Валерия, улыбаясь, проговорила речитативом:
– И только наука и глупость одинаково бессмертны, правда? Но… не антиморальная ли это мораль, Коля? Или ловко организованная провокация с вашей стороны?
– Пессимист! – возмутился Гогоберидзе и, шевеля бровями, переглянулся с Валерией. – Не корректно! Зверская натяжка! Не щадишь, Коля!
– Мораль, наука, любовь – что за дичь! Тарутин расправил плечи и отвалился на спинку соломенного кресла, заскрипевшего под тяжестью его сильного тела, сумрачное упорство проходило по его освещенному солнцем лицу.
– Наука! Какая? – продолжал Тарутин с сердцем. – Наука прогрессивна, и потому она в конце концов пожирает себя! Насилие над талантом – вот состояние нашей науки!
– Ну, вот у слов вырастают зубы! – рассмеялся Дроздов. – Науку – на лопатки, ученых – к стенке. Что теперь делать? Непочтительность к науке – проявление дремучего духа, – добавил он примирительно. – Ты оглоблей лупишь всех подряд, дружище. Стоит ли без разбора?

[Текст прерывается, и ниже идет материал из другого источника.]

//! Subcommand implementations.

pub mod doctor;
pub mod plan;
pub mod run;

– Стоит! – выговорил Тарутин и поморщился. – А впрочем… Не все ли равно муравью, что думает тот, кто насмерть раздавливает его страшной подошвой? Какая, к дьяволу, сейчас наука! Это расчетливый мафиозный заговор против природы, а мы – наемные убийцы! Раздавливающая жизнь подошва…
– И мы с тобой?
– И мы с тобой! – подтвердил Тарутин нехотя, отпил из бокала и до пояса расстегнул промокшую потом рубашку. – А четыре пятых нашего родного института – объединение бездарных лукавцев, прикрытых учеными званиями. Смешно!
– Поэтому ты не веришь в наш институт? – спросил серьезно Дроздов.
– Нет, не верю. Япония сегодня – это наша наука через двадцать лет.
– И четырем пятым не веришь абсолютно?
– Если даже можно верить лично тебе, то только до определенных границ, – ответил сухо Тарутин. – Власть развращает и таких либералов, как ты…
– И что же за этой определенной границей?
С некоторой заминкой Тарутин потер влажную переносицу, прорезанную поперечной морщинкой, проговорил, будто трезвея:
– Не хочу с тобой ссориться. Не помиримся ведь.
– Валяй, договаривай, если уж взялся крушить правдой-маткой, – разрешил Дроздов не без нарочитого простодушия, однако не представляя возможную противоестественность непримирения в их взаимоотношениях. – Хочешь, я напомню для твоего облегчения, что обо мне говорят мои тайные оппоненты типа академика Козина? За определенными границами – пустыня некомпетентности и честолюбие. Или что-нибудь в этом роде.
– Плевать мне на Козина. Но есть понятие – согласие с изменой, – выговорил сумрачно Тарутин, опять налил себе вина, отпил несколько глотков, не закусывая. – Ты помогаешь предательству…
– Куда мы идем, несусветные люди? Во имя чего говорим такие убивающие слова? – подал голос Гогоберидзе и перестал жевать, вытер замасленные пальцы салфеткой. – Это не дискуссия! Это – ссора!
– Подожди напиваться, Николай, – сказал Дроздов и дружески положил руку на темное от загара запястье Тарутина. – Какую измену ты имеешь в виду?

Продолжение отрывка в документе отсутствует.